Coroners, Funeral Directors, and Organ Donation
We may disclose PHI to a coroner or medical examiner for identification purposes, determining cause of death or for the coroner or medical examiner to perform other duties authorized by law.  We may also disclose PHI to a funeral director, as authorized by law, in order to permit the funeral director to carry out their duties.  We may disclose such information in reasonable anticipation of death.  PHI may be used and disclosed for cadaveric organ, eye or tissue donation purposes.

Criminal Activity
Consistent with applicable federal and state laws, we may disclose your PHI if we believe that the use or disclosure is necessary to prevent or lessen a serious and imminent threat to the health and safety of a person or the public.  We may also disclose PHI if it is necessary for law enforcement authorities to identify or apprehend and individual.

You have the right to request a restriction of your PHI
This means that you may ask us not to disclose any part of your PHI for the purposes of treatment, payment or healthcare operations.  You may also request that any part of your PHI not be disclosed to family or friends who may be involved in your care or for purposes described in the Notice of Privacy Practices.  Your written request must state the restriction requested and to whom you want the restriction to apply.

Your physician is not required to agree to a restriction that you might request.  Restricting such usage may mean that your physician may be unable to continue your healthcare.  We are bound only by those restrictions to which we agree in writing.

You have the right to request to receive confidential communications from us by alternative means or at an alternative location
PPN will accommodate all reasonable requests.  We may also condition this accommodation by asking your for information as to how payment will be handled and/or for the specification by you of an alternative address or method of contacting your.  We will not request an explanation from you as to the basis for the request.  Please make this request in writing to our Privacy Contact.
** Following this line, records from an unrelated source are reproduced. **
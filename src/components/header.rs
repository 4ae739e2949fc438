//! Header Component
//!
//! Site navigation with the live cart badge.

use leptos::ev::MouseEvent;
use leptos::prelude::*;

use crate::context::{use_app_context, View};

/// In-app link; pushes history instead of reloading
#[component]
pub fn NavLink(to: View, #[prop(optional, into)] class: String, children: Children) -> impl IntoView {
    let ctx = use_app_context();
    let href = to.path();
    view! {
        <a
            href=href
            class=class
            on:click=move |ev: MouseEvent| {
                ev.prevent_default();
                ctx.navigate(to.clone());
            }
        >
            {children()}
        </a>
    }
}

#[component]
pub fn Header() -> impl IntoView {
    let ctx = use_app_context();
    let is_admin = move || matches!(ctx.view.get(), View::AdminProducts | View::AdminCategories);

    view! {
        <header class="site-header">
            <NavLink to=View::home() class="brand">"Otaku Threads"</NavLink>
            <nav class="site-nav">
                <Show
                    when=is_admin
                    fallback=|| view! {
                        <NavLink to=View::home()>"Shop"</NavLink>
                        <NavLink to=View::Customize(None)>"Design Your Own"</NavLink>
                        <NavLink to=View::TrackOrder>"Track Order"</NavLink>
                    }
                >
                    <NavLink to=View::AdminProducts>"Products"</NavLink>
                    <NavLink to=View::AdminCategories>"Categories"</NavLink>
                    <NavLink to=View::home()>"Back to store"</NavLink>
                </Show>
            </nav>
            <NavLink to=View::Cart class="cart-link">
                "Cart"
                <Show when=move || { ctx.cart_count.get() > 0 }>
                    <span class="cart-badge">{move || ctx.cart_count.get()}</span>
                </Show>
            </NavLink>
        </header>
    }
}
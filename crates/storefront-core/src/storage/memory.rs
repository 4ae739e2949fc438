//! In-memory store used off-browser and in tests.

use std::cell::RefCell;
use std::collections::HashMap;

use super::traits::{KeyValueStore, StoreResult};

#[derive(Debug, Default)]
pub struct MemoryStore {
    entries: RefCell<HashMap<String, String>>,
}

impl MemoryStore {
    pub fn new() -> Self {
        Self::default()
    }

    pub fn len(&self) -> usize {
        self.entries.borrow().len()
    }

    pub fn is_empty(&self) -> bool {
        self.entries.borrow().is_empty()
    }
}

impl KeyValueStore for MemoryStore {
    fn get(&self, key: &str) -> Option<String> {
        self.entries.borrow().get(key).cloned()
    }

    fn set(&self, key: &str, value: &str) -> StoreResult<()> {
        self.entries.borrow_mut().insert(key.to_string(), value.to_string());
        Ok(())
    }

    fn remove(&self, key: &str) {
        self.entries.borrow_mut().remove(key);
    }
}

#[cfg(test)]
mod tests {
    use super::*;
    use crate::storage::{load_json, save_json};

    #[test]
    fn test_malformed_json_loads_as_none() {
        let store = MemoryStore::new();
        store.set("cart", "{not json").unwrap();
        let loaded: Option<Vec<u32>> = load_json(&store, "cart");
        assert!(loaded.is_none());
    }

    #[test]
    fn test_save_then_load() {
        let store = MemoryStore::new();
        save_json(&store, "nums", &vec![1u32, 2, 3]).unwrap();
        let loaded: Vec<u32> = load_json(&store, "nums").unwrap();
        assert_eq!(loaded, vec![1, 2, 3]);
    }
}
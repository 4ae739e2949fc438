//! Google tag (`gtag`) sink: GA4 events and Google Ads conversions

use serde_json::json;
use storefront_core::{AnalyticsSink, SinkEvent, TrackingConfig};
use wasm_bindgen::prelude::*;

use super::{global_function_exists, inject_script, to_js};

#[wasm_bindgen]
extern "C" {
    #[wasm_bindgen(js_name = gtag, catch)]
    fn gtag_call(cmd: &str, target: &str, params: &JsValue) -> Result<(), JsValue>;
}

pub struct GoogleTag {
    measurement_id: Option<String>,
}

impl GoogleTag {
    /// Load gtag.js for the first configured id and `config` each id
    pub fn load(config: &TrackingConfig) -> Result<Option<Self>, JsValue> {
        let ids: Vec<&str> = [config.ga4_measurement_id.as_deref(), config.google_ads_id.as_deref()]
            .into_iter()
            .flatten()
            .collect();
        let Some(primary) = ids.first() else {
            return Ok(None);
        };

        if !global_function_exists("gtag") {
            inject_script(Some(&format!("https://www.googletagmanager.com/gtag/js?id={}", primary)), None)?;
            inject_script(
                None,
                Some("window.dataLayer=window.dataLayer||[];function gtag(){dataLayer.push(arguments);}gtag('js',new Date());"),
            )?;
        }
        if let Some(ga4) = &config.ga4_measurement_id {
            // Page views are sent explicitly on every in-app navigation
            gtag_call("config", ga4, &to_js(&json!({ "send_page_view": false })))?;
        }
        if let Some(ads) = &config.google_ads_id {
            gtag_call("config", ads, &to_js(&json!({ "allow_enhanced_conversions": true })))?;
        }
        log::info!("google tag initialised for {}", ids.join(", "));

        Ok(Some(Self {
            measurement_id: config.ga4_measurement_id.clone(),
        }))
    }

    fn event(&self, name: &str, params: &JsValue) {
        if let Err(e) = gtag_call("event", name, params) {
            log::warn!("gtag: {} failed: {:?}", name, e);
        }
    }
}

impl AnalyticsSink for GoogleTag {
    fn name(&self) -> &'static str {
        "google_tag"
    }

    fn is_loaded(&self) -> bool {
        global_function_exists("gtag")
    }

    fn send(&self, event: &SinkEvent<'_>) {
        match event {
            SinkEvent::PageView(e) | SinkEvent::Event(e) => {
                if self.measurement_id.is_none() {
                    return;
                }
                if let Some(user) = &e.user_data {
                    let _ = gtag_call("set", "user_data", &to_js(user));
                }
                let mut params = e.parameters.clone();
                params.insert("event_id".into(), e.event_id.clone().into());
                self.event(&e.name, &to_js(&params));
            }
            SinkEvent::AdsConversion { event, send_to } => {
                let params = json!({
                    "send_to": send_to,
                    "value": event.value(),
                    "currency": event.parameters.get("currency"),
                    "transaction_id": event.parameters.get("transaction_id"),
                });
                self.event("conversion", &to_js(&params));
            }
        }
    }
}
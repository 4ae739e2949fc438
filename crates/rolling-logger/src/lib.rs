//! Rolling Logger
//!
//! `log` backend that keeps the most recent formatted lines in a circular
//! buffer (shown by the admin bar's "Recent log") and forwards every record to
//! the browser console, or stderr off-wasm.

use std::collections::VecDeque;
use std::sync::{Mutex, OnceLock};

use log::{Level, LevelFilter, Log, Metadata, Record, SetLoggerError};

/// Lines kept when no capacity is given
pub const DEFAULT_CAPACITY: usize = 500;

static LOGGER: OnceLock<RollingLogger> = OnceLock::new();

pub struct RollingLogger {
    app_name: String,
    level: LevelFilter,
    capacity: usize,
    lines: Mutex<VecDeque<String>>,
}

impl RollingLogger {
    pub fn new(app_name: &str, level: LevelFilter, capacity: usize) -> Self {
        Self {
            app_name: app_name.to_string(),
            level,
            capacity: capacity.max(1),
            lines: Mutex::new(VecDeque::with_capacity(capacity.max(1))),
        }
    }

    /// Oldest first
    pub fn recent(&self) -> Vec<String> {
        match self.lines.lock() {
            Ok(lines) => lines.iter().cloned().collect(),
            Err(_) => Vec::new(),
        }
    }

    fn format(&self, record: &Record) -> String {
        format!(
            "[{}] {} {} [{}] {}",
            chrono::Local::now().format("%H:%M:%S%.3f"),
            self.app_name,
            record.level(),
            record.target(),
            record.args()
        )
    }

    fn push(&self, line: String) {
        if let Ok(mut lines) = self.lines.lock() {
            if lines.len() == self.capacity {
                lines.pop_front();
            }
            lines.push_back(line);
        }
    }
}

impl Log for RollingLogger {
    fn enabled(&self, metadata: &Metadata) -> bool {
        metadata.level() <= self.level
    }

    fn log(&self, record: &Record) {
        if !self.enabled(record.metadata()) {
            return;
        }
        let line = self.format(record);
        emit(record.level(), &line);
        self.push(line);
    }

    fn flush(&self) {}
}

#[cfg(target_arch = "wasm32")]
fn emit(level: Level, line: &str) {
    let value = wasm_bindgen::JsValue::from_str(line);
    match level {
        Level::Error => web_sys::console::error_1(&value),
        Level::Warn => web_sys::console::warn_1(&value),
        Level::Info => web_sys::console::info_1(&value),
        Level::Debug | Level::Trace => web_sys::console::debug_1(&value),
    }
}

#[cfg(not(target_arch = "wasm32"))]
fn emit(_level: Level, line: &str) {
    eprintln!("{}", line);
}

/// Install the global logger. Safe to call once; later calls return an error.
pub fn init_logger(app_name: &str, level: LevelFilter) -> Result<(), SetLoggerError> {
    let logger = LOGGER.get_or_init(|| RollingLogger::new(app_name, level, DEFAULT_CAPACITY));
    log::set_logger(logger)?;
    log::set_max_level(level);
    Ok(())
}

/// Buffered lines of the global logger
pub fn recent_lines() -> Vec<String> {
    LOGGER.get().map(RollingLogger::recent).unwrap_or_default()
}

#[cfg(test)]
mod tests {
    use super::*;

    fn record_at(logger: &RollingLogger, level: Level, message: &str) {
        logger.log(
            &Record::builder()
                .args(format_args!("{}", message))
                .level(level)
                .target("test")
                .build(),
        );
    }

    #[test]
    fn test_buffer_drops_oldest() {
        let logger = RollingLogger::new("Shop", LevelFilter::Trace, 3);
        for i in 0..5 {
            record_at(&logger, Level::Info, &format!("line {}", i));
        }
        let lines = logger.recent();
        assert_eq!(lines.len(), 3);
        assert!(lines[0].ends_with("line 2"));
        assert!(lines[2].ends_with("line 4"));
        assert!(lines[2].contains("Shop INFO [test]"));
    }

    #[test]
    fn test_level_filter() {
        let logger = RollingLogger::new("Shop", LevelFilter::Warn, 10);
        record_at(&logger, Level::Debug, "noise");
        record_at(&logger, Level::Error, "boom");
        let lines = logger.recent();
        assert_eq!(lines.len(), 1);
        assert!(lines[0].contains("ERROR"));
    }

    #[test]
    fn test_recent_lines_reads_installed_logger() {
        init_logger("Shop", LevelFilter::Info).unwrap();
        log::warn!("payment gateway slow");
        log::debug!("hidden");
        let lines = recent_lines();
        assert!(lines.iter().any(|l| l.ends_with("payment gateway slow")));
        assert!(!lines.iter().any(|l| l.contains("hidden")));
        assert!(init_logger("Shop", LevelFilter::Info).is_err());
    }
}
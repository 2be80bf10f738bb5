use std::collections::HashMap;

use strata_ml_core::{Matrix, Parameter, StrataError, StrataResult};

/// Turns a raw gradient into the additive update for one parameter.
///
/// Implementations return the delta to apply (`w_new = w_old + delta`), with
/// the descent sign already folded in. Stateful optimizers key their
/// accumulators to [`Parameter::id`] and warm them lazily with zero matrices
/// shaped like the first gradient they see for that parameter.
pub trait Optimizer {
    fn step(&mut self, param: &Parameter, gradient: &Matrix) -> Matrix;

    /// Drop all per-parameter accumulator state.
    fn reset(&mut self) {}
}

pub(crate) fn check_rate(rate: f64) -> StrataResult<()> {
    if rate <= 0.0 {
        return Err(StrataError::InvalidConfiguration(format!(
            "learning rate must be positive, got {rate}"
        )));
    }
    Ok(())
}

pub(crate) fn check_unit_interval(name: &str, value: f64) -> StrataResult<()> {
    if !(0.0..=1.0).contains(&value) {
        return Err(StrataError::InvalidConfiguration(format!(
            "{name} must lie in [0, 1], got {value}"
        )));
    }
    Ok(())
}

/// Plain stochastic gradient descent: `delta = -rate·g`.
pub struct Stochastic {
    rate: f64,
}

impl Stochastic {
    pub fn new(rate: f64) -> StrataResult<Self> {
        check_rate(rate)?;
        Ok(Stochastic { rate })
    }
}

impl Optimizer for Stochastic {
    fn step(&mut self, _param: &Parameter, gradient: &Matrix) -> Matrix {
        gradient.mul_scalar(-self.rate)
    }
}

/// Gradient descent with a decaying velocity term.
///
/// `v = decay·v - rate·g; delta = v`
pub struct Momentum {
    rate: f64,
    decay: f64,
    velocities: HashMap<usize, Matrix>,
}

impl Momentum {
    pub fn new(rate: f64, decay: f64) -> StrataResult<Self> {
        check_rate(rate)?;
        check_unit_interval("momentum decay", decay)?;
        Ok(Momentum {
            rate,
            decay,
            velocities: HashMap::new(),
        })
    }
}

impl Optimizer for Momentum {
    fn step(&mut self, param: &Parameter, gradient: &Matrix) -> Matrix {
        let velocity = self
            .velocities
            .entry(param.id())
            .or_insert_with(|| Matrix::zeros(gradient.rows(), gradient.cols()));

        *velocity = velocity
            .mul_scalar(self.decay)
            .sub(&gradient.mul_scalar(self.rate))
            .expect("velocity update");

        velocity.clone()
    }

    fn reset(&mut self) {
        self.velocities.clear();
    }
}
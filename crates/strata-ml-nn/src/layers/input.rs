use strata_ml_core::{Matrix, Parameter, StrataError, StrataResult};
use strata_ml_optim::Optimizer;

use crate::deferred::Deferred;
use crate::layers::{Hidden, Layer};

/// The placeholder stage at the bottom of the stack.
///
/// Forward is the identity after checking that the batch carries the
/// declared number of features; backward hands the upstream gradient
/// straight through and is never forced in practice.
pub struct Input {
    width: usize,
}

impl Input {
    pub fn new(width: usize) -> StrataResult<Self> {
        if width < 1 {
            return Err(StrataError::InvalidConfiguration(format!(
                "input width must be at least 1, got {width}"
            )));
        }
        Ok(Input { width })
    }

    fn check(&self, batch: &Matrix) -> StrataResult<()> {
        if batch.cols() != self.width {
            return Err(StrataError::DimensionMismatch {
                expected: self.width,
                got: batch.cols(),
            });
        }
        Ok(())
    }
}

impl Layer for Input {
    fn width(&self) -> usize {
        self.width
    }

    fn initialize(&mut self, _fan_in: usize) -> StrataResult<usize> {
        Ok(self.width)
    }

    fn forward(&mut self, input: &Matrix) -> StrataResult<Matrix> {
        self.check(input)?;
        Ok(input.clone())
    }

    fn infer(&self, input: &Matrix) -> StrataResult<Matrix> {
        self.check(input)?;
        Ok(input.clone())
    }

    fn parameters(&self) -> Vec<&Parameter> {
        Vec::new()
    }
}

impl Hidden for Input {
    fn backward(
        &mut self,
        gradient: &Matrix,
        _optimizer: &mut dyn Optimizer,
    ) -> StrataResult<Deferred> {
        Ok(Deferred::ready(gradient.clone()))
    }
}
pub mod activation;
pub mod deferred;
pub mod initializer;
pub mod layers;
pub mod network;

pub use activation::{
    ActivationFunction, Sigmoid, Softplus, Softsign, Tanh, ELU, GELU, SELU,
    LeakyReLU, ReLU,
};
pub use deferred::Deferred;
pub use initializer::{Constant, He, Initializer, LeCun, Normal, Uniform, Xavier};
pub use layers::{Activation, Continuous, Dense, Hidden, Input, Layer, Output, Softmax};
pub use network::FeedForward;
use strata_ml_core::{Matrix, Parameter, StrataError, StrataResult};
use strata_ml_loss::{CostFunction, LeastSquares};

use crate::layers::{Layer, Output};

/// Terminal layer for regression: a linear output with no squashing.
pub struct Continuous {
    cost_fn: Box<dyn CostFunction>,
    width: usize,
    output: Option<Matrix>,
}

impl Continuous {
    pub fn new(cost_fn: Box<dyn CostFunction>) -> Self {
        Continuous {
            cost_fn,
            width: 0,
            output: None,
        }
    }
}

impl Default for Continuous {
    fn default() -> Self {
        Continuous::new(Box::new(LeastSquares))
    }
}

impl Layer for Continuous {
    fn width(&self) -> usize {
        self.width
    }

    fn initialize(&mut self, fan_in: usize) -> StrataResult<usize> {
        self.width = fan_in;
        Ok(fan_in)
    }

    fn forward(&mut self, input: &Matrix) -> StrataResult<Matrix> {
        self.output = Some(input.clone());
        Ok(input.clone())
    }

    fn infer(&self, input: &Matrix) -> StrataResult<Matrix> {
        Ok(input.clone())
    }

    fn parameters(&self) -> Vec<&Parameter> {
        Vec::new()
    }
}

impl Output for Continuous {
    fn cost(&self, target: &Matrix) -> StrataResult<(f64, Matrix)> {
        let activations = self
            .output
            .as_ref()
            .ok_or_else(|| StrataError::InvalidOperation("cost before forward".into()))?;

        let losses = self.cost_fn.compute(activations, target)?;
        let loss = losses.mean();

        let gradient = self
            .cost_fn
            .differentiate(activations, target)?
            .div_scalar(losses.numel() as f64);

        Ok((loss, gradient))
    }
}

#[cfg(test)]
mod tests {
    use super::*;
    use approx::assert_relative_eq;

    #[test]
    fn test_forward_is_identity() {
        let mut layer = Continuous::default();
        layer.initialize(2).unwrap();
        assert_eq!(layer.width(), 2);

        let batch = Matrix::from_rows(&[vec![1.5, -0.5]]).unwrap();
        assert_eq!(layer.forward(&batch).unwrap(), batch);
        assert_eq!(layer.infer(&batch).unwrap(), batch);
    }

    #[test]
    fn test_cost_mean_and_gradient() {
        let mut layer = Continuous::default();
        layer.initialize(1).unwrap();

        let batch = Matrix::from_rows(&[vec![1.0], vec![3.0]]).unwrap();
        layer.forward(&batch).unwrap();

        let target = Matrix::from_rows(&[vec![0.0], vec![0.0]]).unwrap();
        let (loss, gradient) = layer.cost(&target).unwrap();
        // mean of (1² , 3²)
        assert_relative_eq!(loss, 5.0, epsilon = 1e-12);
        // 2·(o - t) / n
        assert_relative_eq!(gradient.get(0, 0).unwrap(), 1.0, epsilon = 1e-12);
        assert_relative_eq!(gradient.get(1, 0).unwrap(), 3.0, epsilon = 1e-12);
    }

    #[test]
    fn test_cost_before_forward_fails() {
        let layer = Continuous::default();
        assert!(layer.cost(&Matrix::ones(1, 1)).is_err());
    }
}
You have the right to have your physician amend your PHI
This means that you may request an amendment of PHI about you in a designated record set for as long as we maintain the information.  In certain cases, we may deny your request.  If we deny your request, you have the right to file and statement of disagreement with us and we may prepare a rebuttal to your statement.  You will receive a copy of the rebuttal to your statement. Please contact our Privacy Contact if you have further questions regarding an amendment to your PHI.

You have the right to receive an accounting of certain disclosures we have made of your PHI
This right applies to disclosures for purposes other than treatment, payment or healthcare operations as explained in this Notice of Privacy Practices.  It excludes disclosures we have made to you, to family members or friends involved in your care or for notification purposes.  You have the right to receive specific information regarding any other disclosures that occurred after April 14, 2003.  You may request a shorter time frame.  The right to receive this information is subject to certain exceptions, restrictions and limitations.

Complaints
Any person may file a complaint with Pioneer Physicians Network, Inc. and/or to the Secretary of Health and Human Services if they believe that their privacy rights under HIPAA have been violated.